About this exercise: Give back exactly the lines that run from the beginning of the entries to the line containing "static TELEMETRY_GUARD: OnceLock<()>", both included, and nothing else.

Material for this task:
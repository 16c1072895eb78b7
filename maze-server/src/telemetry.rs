//! Structured diagnostics for the server process.
//!
//! Diagnostics go to stderr through `tracing`. The audit trail is separate
//! and lives in [`crate::audit`].

use std::io::{self, IsTerminal};
use std::sync::OnceLock;

use clap::ValueEnum;
use tracing::{subscriber::SetGlobalDefaultError, Subscriber};
use tracing_subscriber::fmt;
use tracing_subscriber::EnvFilter;

static TELEMETRY_GUARD: OnceLock<()> = OnceLock::new();

/// Default filter when neither `--log-filter` nor `RUST_LOG` is set.
pub const DEFAULT_LOG_FILTER: &str = "info";

/// Output format for diagnostics.
#[derive(Debug, Clone, Copy, Default, PartialEq, Eq, ValueEnum)]
pub enum LogFormat {
    /// Single-line human readable records.
    #[default]
    Compact,
    /// One JSON object per record.
    Json,
}

/// Errors encountered while configuring telemetry.
#[derive(Debug, thiserror::Error)]
pub enum TelemetryError {
    /// Failed to parse the configured log filter expression.
    #[error("invalid log filter: {0}")]
    Filter(String),
    /// Failed to install the tracing subscriber.
    #[error("failed to install telemetry subscriber: {0}")]
    Subscriber(SetGlobalDefaultError),
}

/// Install the global subscriber. Later calls are no-ops.
pub fn initialise(filter: &str, format: LogFormat) -> Result<(), TelemetryError> {
    if TELEMETRY_GUARD.get().is_some() {
        return Ok(());
    }
    install_subscriber(filter, format)?;
    let _ = TELEMETRY_GUARD.set(());
    Ok(())
}

fn install_subscriber(filter: &str, format: LogFormat) -> Result<(), TelemetryError> {
    let filter = parse_filter(filter)?;

    let builder = |filter: EnvFilter| {
        fmt::Subscriber::builder()
            .with_env_filter(filter)
            .with_target(true)
            .with_level(true)
            .with_thread_ids(false)
            .with_thread_names(false)
            .with_writer(io::stderr)
            .with_ansi(io::stderr().is_terminal())
            .with_timer(fmt::time::UtcTime::rfc_3339())
    };

    let subscriber: Box<dyn Subscriber + Send + Sync> = match format {
        LogFormat::Json => Box::new(builder(filter).json().flatten_event(true).finish()),
        LogFormat::Compact => Box::new(builder(filter).compact().finish()),
    };

    tracing::subscriber::set_global_default(subscriber).map_err(TelemetryError::Subscriber)
}

fn parse_filter(filter: &str) -> Result<EnvFilter, TelemetryError> {
    EnvFilter::try_new(filter).map_err(|error| TelemetryError::Filter(error.to_string()))
}
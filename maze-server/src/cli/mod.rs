//! CLI argument parsing module.

mod args;
mod commands;

pub use args::Cli;
pub use commands::execute;
//! External maze generator: invocation and concurrency limits.

mod pool;
mod spawn;

pub use pool::{JobPermit, JobPool, SessionSlots};
pub use spawn::{invoke, GeneratorOptions, DEFAULT_GENERATOR};
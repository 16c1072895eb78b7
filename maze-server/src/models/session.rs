//! Session identifier for an open client connection.

use rand::prelude::IndexedRandom;

const ID_ALPHABET: &[u8] = b"0123456789abcdefghijklmnopqrstuvwxyz";
const ID_LEN: usize = 7;

/// Short opaque identifier tagging one connection.
///
/// Not globally unique; the registry guarantees uniqueness among the sessions
/// that are open at the same time.
#[derive(Debug, Clone, PartialEq, Eq, Hash, PartialOrd, Ord)]
pub struct SessionId(String);

impl SessionId {
    /// Generate a random lowercase base-36 identifier.
    pub fn random() -> Self {
        let mut rng = rand::rng();
        let id = (0..ID_LEN)
            .map(|_| char::from(*ID_ALPHABET.choose(&mut rng).unwrap_or(&b'0')))
            .collect();
        Self(id)
    }

    pub fn as_str(&self) -> &str {
        &self.0
    }
}

impl From<&str> for SessionId {
    fn from(id: &str) -> Self {
        Self(id.to_string())
    }
}

impl std::fmt::Display for SessionId {
    fn fmt(&self, f: &mut std::fmt::Formatter<'_>) -> std::fmt::Result {
        f.write_str(self.as_str())
    }
}
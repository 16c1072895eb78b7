//! Data models for sessions, commands and jobs.

mod command;
mod job;
mod session;

pub use command::Command;
pub use job::JobRequest;
pub use session::SessionId;
//! Maze server - WebSocket front door for the maze generator.
//!
//! Architecture:
//! - One `AuditLog` per process, shared by the registry and the dispatcher
//! - Each WebSocket connection gets a session id and a dispatcher session
//! - Generator jobs run as tasks owned by their session
//! - Replies travel only through the requesting session's outbound queue
//!
//! Endpoints:
//! - WS / - Maze protocol (also at /ws)
//! - GET /* - Static visualizer assets, when a static directory is configured

mod connection;
mod registry;

use std::future::Future;
use std::net::SocketAddr;
use std::path::PathBuf;
use std::sync::Arc;

use anyhow::{Context, Result};
use axum::{
    extract::{State, WebSocketUpgrade},
    response::IntoResponse,
    routing::get,
    Router,
};
use tokio_util::sync::CancellationToken;
use tokio_util::task::TaskTracker;
use tower_http::services::ServeDir;

use crate::audit::{AuditLog, EventKind};
use crate::dispatch::Dispatcher;
use crate::process::{GeneratorOptions, JobPool};

pub use registry::SessionRegistry;

/// Default listening port.
pub const DEFAULT_PORT: u16 = 8081;

/// Everything needed to start a server.
#[derive(Debug, Clone)]
pub struct ServerConfig {
    /// Address to bind.
    pub host: String,
    /// Port to bind.
    pub port: u16,
    /// How to run the generator.
    pub generator: GeneratorOptions,
    /// Audit log location.
    pub log_file: PathBuf,
    /// Echo audit lines to stdout.
    pub echo_audit: bool,
    /// Server-wide cap on concurrent generator processes.
    pub max_concurrent_jobs: Option<usize>,
    /// In-flight jobs allowed per session.
    pub jobs_per_session: usize,
    /// Directory of static front-end files.
    pub static_dir: Option<PathBuf>,
    /// Send an error document when a job fails.
    pub reply_errors: bool,
}

/// Shared server state.
#[derive(Debug)]
pub struct ServerState {
    audit: Arc<AuditLog>,
    /// Live sessions.
    registry: SessionRegistry,
    /// Message handling and job execution.
    dispatcher: Dispatcher,
    /// Cancelled once the server starts shutting down.
    shutdown: CancellationToken,
    /// Connection tasks, counted from the upgrade request onwards.
    connections: TaskTracker,
}

impl ServerState {
    pub fn new(audit: Arc<AuditLog>, dispatcher: Dispatcher) -> Self {
        Self {
            registry: SessionRegistry::new(Arc::clone(&audit)),
            audit,
            dispatcher,
            shutdown: CancellationToken::new(),
            connections: TaskTracker::new(),
        }
    }
}

// === Server Lifecycle ===

/// Start the server and run until Ctrl-C or SIGTERM.
pub async fn start_server(config: ServerConfig) -> Result<()> {
    let audit = Arc::new(AuditLog::open(&config.log_file, config.echo_audit));

    let pool = JobPool::new(config.max_concurrent_jobs, config.jobs_per_session);
    let dispatcher = Dispatcher::new(Arc::clone(&audit), config.generator.clone(), pool)
        .with_error_replies(config.reply_errors);
    let state = Arc::new(ServerState::new(Arc::clone(&audit), dispatcher));

    let addr = format!("{}:{}", config.host, config.port);
    let listener = tokio::net::TcpListener::bind(&addr)
        .await
        .with_context(|| format!("Failed to bind {addr}"))?;

    tracing::info!(
        addr = %listener.local_addr()?,
        generator = %config.generator.program,
        log_file = %audit.path().display(),
        "maze server listening"
    );

    serve(listener, state, config.static_dir, shutdown_signal()).await
}

/// Build the HTTP router.
pub fn router(state: Arc<ServerState>, static_dir: Option<PathBuf>) -> Router {
    let app = Router::new()
        .route("/", get(websocket_handler))
        .route("/ws", get(websocket_handler))
        .with_state(state);

    match static_dir {
        Some(dir) => app.fallback_service(ServeDir::new(dir)),
        None => app,
    }
}

/// Serve on an already-bound listener until `shutdown` resolves.
///
/// Records SERVER_STARTED once listening. On shutdown, stops accepting,
/// lets every open session finish its jobs and disconnect, and only then
/// records SERVER_STOPPED.
pub async fn serve(
    listener: tokio::net::TcpListener,
    state: Arc<ServerState>,
    static_dir: Option<PathBuf>,
    shutdown: impl Future<Output = ()> + Send + 'static,
) -> Result<()> {
    let addr: SocketAddr = listener.local_addr()?;
    state.audit.record(
        EventKind::ServerStarted,
        format!("WebSocket server initialized on port {}", addr.port()),
    );

    let closing = state.shutdown.clone();
    axum::serve(listener, router(Arc::clone(&state), static_dir))
        .with_graceful_shutdown(async move {
            shutdown.await;
            closing.cancel();
        })
        .await
        .context("Server error")?;

    // Upgraded sockets are no longer tracked by axum; wait for them here.
    state.shutdown.cancel();
    state.connections.close();
    if !state.registry.is_empty() {
        tracing::info!(
            sessions = state.registry.len(),
            "waiting for open sessions to finish"
        );
    }
    state.connections.wait().await;

    state.audit.record(EventKind::ServerStopped, "Server shutdown");
    Ok(())
}

async fn shutdown_signal() {
    let ctrl_c = async {
        if let Err(e) = tokio::signal::ctrl_c().await {
            tracing::error!(error = %e, "failed to listen for Ctrl-C");
            std::future::pending::<()>().await;
        }
    };

    #[cfg(unix)]
    let terminate = async {
        use tokio::signal::unix::{signal, SignalKind};
        match signal(SignalKind::terminate()) {
            Ok(mut sigterm) => {
                sigterm.recv().await;
            }
            Err(e) => {
                tracing::error!(error = %e, "failed to listen for SIGTERM");
                std::future::pending::<()>().await;
            }
        }
    };

    #[cfg(not(unix))]
    let terminate = std::future::pending::<()>();

    tokio::select! {
        () = ctrl_c => {},
        () = terminate => {},
    }
    tracing::info!("shutting down");
}

// === Handlers ===

async fn websocket_handler(
    ws: WebSocketUpgrade,
    State(state): State<Arc<ServerState>>,
) -> impl IntoResponse {
    // Held until the connection ends. A failed upgrade drops it unused.
    let tracked = state.connections.token();
    ws.on_upgrade(move |socket| async move {
        connection::handle_connection(socket, state).await;
        drop(tracked);
    })
}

Output of the exercise:
repository 16c1072895eb78b7
filename maze-server/src/telemetry.rs
//! Structured diagnostics for the server process.
//!
//! Diagnostics go to stderr through `tracing`. The audit trail is separate
//! and lives in [`crate::audit`].

use std::io::{self, IsTerminal};
use std::sync::OnceLock;

use clap::ValueEnum;
use tracing::{subscriber::SetGlobalDefaultError, Subscriber};
use tracing_subscriber::fmt;
use tracing_subscriber::EnvFilter;

static TELEMETRY_GUARD: OnceLock<()> = OnceLock::new();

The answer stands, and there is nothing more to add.